I too had an N95, charging nightly has been part and parcel of having a mobile in my pocket for years now. The Desire's battery isn't bad to be honest, I get a couple of days out of it - so about the same as my Nokia N95 back in the day, and the Desire is a much better experience too.

The OS has a big part to play, I agree, but at the same time hardware is also a major factor - once you add gps, 3g, 5-8mp camera's, bright high res screens, the OS allowing multitasking isn't going to harm the battery life that much more unless you install and run some major cpu hogging software, or something that constantly enables gps.

The Android SDK actually handles multitasking quite well... in theory your applications arn't really a single process that runs in the background constantly like your article implies, it's been designed so you never really need to close an application and nothing is allowed to just sit in the background and rape the resources without reason...you basically get 3 types of processes on the phone:

1 - Purely screen based reactionary apps - so you leave the application screen and nothing happens in the background.

2 - Reactive applications - so you register for notifications, Android slaps your application awake, says you get a second guaranteed run, then it can force close you whenever it things your are being a resource whore

3 - Background service - rare times when you need to keep alive, like a sat nav app, media player etc... but for the privilege of being allowed to run without interruption as long as you want, you are forced to add yourself to the notification bit to tell the user you are being annoying and want to stay alive... so then the user can then choose to kill you.

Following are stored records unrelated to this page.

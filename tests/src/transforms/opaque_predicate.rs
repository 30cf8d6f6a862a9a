use rand::SeedableRng;
use rand::rngs::StdRng;
use thicket_core::cfg_ir::{InstKind, Procedure, Value};
use thicket_transform::opaque_predicate::{ConstantPredicate, OpaquePredicate, ParityPredicate};
use thicket_verification::{DifferentialTester, execute, interp::DEFAULT_FUEL};

/// `header` guards `taken: ret 1` against `never: ret 0`.
fn guarded(predicate: &dyn OpaquePredicate, arity: u32, seed: u64) -> Procedure {
    let mut proc = Procedure::new("guarded", arity);
    let header = proc.create_block(Some("header".into()), None);
    let taken = proc.create_block(Some("taken".into()), None);
    let never = proc.create_block(Some("never".into()), None);
    proc.append_inst(taken, InstKind::Ret { value: Some(Value::Const(1)) })
        .unwrap();
    proc.append_inst(never, InstKind::Ret { value: Some(Value::Const(0)) })
        .unwrap();
    let mut rng = StdRng::seed_from_u64(seed);
    predicate
        .create_guard(&mut proc, header, taken, never, &mut rng)
        .unwrap();
    proc
}

#[tokio::test]
async fn test_constant_guard_always_takes_true_target() {
    for seed in 0..32 {
        let proc = guarded(&ConstantPredicate, 0, seed);
        let out = execute(&proc, &[], DEFAULT_FUEL).unwrap();
        assert_eq!(out.ret, Some(1), "seed {seed}");
    }
}

#[tokio::test]
async fn test_parity_guard_holds_for_sampled_arguments() {
    let tester = DifferentialTester::new(64).with_seed(99);
    for seed in 0..8 {
        let proc = guarded(&ParityPredicate, 2, seed);
        for args in tester.argument_sets(2) {
            let out = execute(&proc, &args, DEFAULT_FUEL).unwrap();
            assert_eq!(out.ret, Some(1), "seed {seed}, args {args:?}");
        }
    }
    let constant_operand = guarded(&ParityPredicate, 0, 5);
    assert_eq!(
        execute(&constant_operand, &[], DEFAULT_FUEL).unwrap().ret,
        Some(1)
    );
}
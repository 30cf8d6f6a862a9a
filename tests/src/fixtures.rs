//! Hand-built procedures shared by the test modules.

use thicket_core::cfg_ir::{BinOp, CmpPred, Procedure, ProcedureBuilder, Value};

/// `entry -> A -> exit` where `A: x = 1 + 1; call tick(x)` and `exit: ret x`.
pub(crate) fn straight_line() -> Procedure {
    let mut b = ProcedureBuilder::new("straight_line", 0);
    let entry = b.block("entry");
    let a = b.block("A");
    let exit = b.block("exit");
    b.br(entry, a);
    let x = b.binary(a, BinOp::Add, Value::Const(1), Value::Const(1));
    b.call(a, "tick", vec![x]);
    b.br(a, exit);
    b.ret(exit, Some(x));
    b.finish().unwrap()
}

/// Sums `0..n` with loop-carried PHIs.
pub(crate) fn sum_to() -> Procedure {
    let mut b = ProcedureBuilder::new("sum_to", 1);
    let entry = b.block("entry");
    let head = b.block("head");
    let body = b.block("body");
    let exit = b.block("exit");
    b.br(entry, head);
    let i = b.phi(head, vec![(entry, Value::Const(0))]);
    let sum = b.phi(head, vec![(entry, Value::Const(0))]);
    let c = b.cmp(head, CmpPred::Slt, i, Value::Arg(0));
    b.cond_br(head, c, body, exit);
    let sum2 = b.binary(body, BinOp::Add, sum, i);
    let i2 = b.binary(body, BinOp::Add, i, Value::Const(1));
    b.br(body, head);
    b.add_incoming(i, body, i2);
    b.add_incoming(sum, body, sum2);
    let r = b.binary(exit, BinOp::Mul, sum, Value::Const(3));
    b.ret(exit, Some(r));
    b.finish().unwrap()
}

/// Classifies its argument through a switch, merging the per-case results with a PHI.
pub(crate) fn classify() -> Procedure {
    let mut b = ProcedureBuilder::new("classify", 1);
    let entry = b.block("entry");
    let dispatch = b.block("dispatch");
    let zero = b.block("zero");
    let one = b.block("one");
    let other = b.block("other");
    let merge = b.block("merge");
    b.br(entry, dispatch);
    let key = b.binary(dispatch, BinOp::And, Value::Arg(0), Value::Const(3));
    b.switch(dispatch, key, other, vec![(0, zero), (1, one)]);
    let z = b.binary(zero, BinOp::Add, key, Value::Const(100));
    b.br(zero, merge);
    let o = b.binary(one, BinOp::Shl, Value::Arg(0), Value::Const(2));
    b.call(one, "note", vec![o]);
    b.br(one, merge);
    b.br(other, merge);
    let m = b.phi(merge, vec![(zero, z), (one, o), (other, Value::Const(-1))]);
    let r = b.binary(merge, BinOp::Xor, m, key);
    b.ret(merge, Some(r));
    b.finish().unwrap()
}

/// A value defined in `top` is read two blocks later, past a diamond.
pub(crate) fn cross_block() -> Procedure {
    let mut b = ProcedureBuilder::new("cross_block", 2);
    let entry = b.block("entry");
    let top = b.block("top");
    let left = b.block("left");
    let right = b.block("right");
    let bottom = b.block("bottom");
    b.br(entry, top);
    let t = b.binary(top, BinOp::Mul, Value::Arg(0), Value::Arg(1));
    let c = b.cmp(top, CmpPred::Sgt, t, Value::Const(10));
    b.marker(top, "diamond");
    b.cond_br(top, c, left, right);
    let l = b.binary(left, BinOp::Sub, t, Value::Const(10));
    b.br(left, bottom);
    b.call(right, "small", vec![t]);
    b.br(right, bottom);
    let m = b.phi(bottom, vec![(left, l), (right, t)]);
    let r = b.binary(bottom, BinOp::Add, m, t);
    b.ret(bottom, Some(r));
    b.finish().unwrap()
}

/// A block raising through `invoke`; the whole procedure is off limits.
pub(crate) fn with_invoke() -> Procedure {
    let mut b = ProcedureBuilder::new("with_invoke", 1);
    let entry = b.block("entry");
    let work = b.block("work");
    let ok = b.block("ok");
    let pad = b.block("pad");
    b.landing_pad(pad);
    b.br(entry, work);
    let x = b.binary(work, BinOp::Add, Value::Arg(0), Value::Const(1));
    let r = b.invoke(work, "may_throw", vec![x], ok, pad);
    b.ret(ok, Some(r));
    let e = b.call(pad, "catch", vec![]);
    b.resume(pad, e);
    b.finish().unwrap()
}

/// Has a body in the entry block and a landing pad reached by an ordinary branch.
pub(crate) fn guarded_entry() -> Procedure {
    let mut b = ProcedureBuilder::new("guarded_entry", 1);
    let entry = b.block("entry");
    let work = b.block("work");
    let pad = b.block("pad");
    b.landing_pad(pad);
    let c = b.cmp(entry, CmpPred::Sge, Value::Arg(0), Value::Const(0));
    b.cond_br(entry, c, work, pad);
    let w = b.binary(work, BinOp::Mul, Value::Arg(0), Value::Const(7));
    b.ret(work, Some(w));
    let p = b.call(pad, "cleanup", vec![Value::Arg(0)]);
    b.ret(pad, Some(p));
    b.finish().unwrap()
}

pub(crate) fn all() -> Vec<Procedure> {
    vec![straight_line(), sum_to(), classify(), cross_block(), guarded_entry()]
}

I've not had alot of time with the SDK to be honest, but it beats the crap out of the Symbian SDK which I played with... signing apps in that yearly was a joke, and the battery life on many Symbian phones was just as big a joke as any android or iphone offering.

I think Google are fairly spot on really... they're going to keep improving their power management, but if people insist on always-connected applications and prettier/better UI experiences, then the solution is going to have to be hardware based, so that's bigger batteries, and improvements in power consumption of components... my Desire's screen uses up next to nothing (4%) of the battery power on my phone compared to more than double that on my Hero last month... that's one generation and the screen is bigger, higher resolution, brighter, and less resource heavy... the only trade off is inability to see anything on it in direct sunlight.. which is actually not that upsetting in the UK. :)

FYI - the iPhone's battery life changed with every update for me, and not always for the better... one time it would die before it would charge at night... apple claimed it was a hardware issue with the battery, then I was making it up, a month later a new update arrives, battery life goes back to some sort of normality....

So in conclusion... I've no idea what my point was, I just felt like sharing, it's 11.37pm, and I'm about to go bed slightly drunk... night all! :)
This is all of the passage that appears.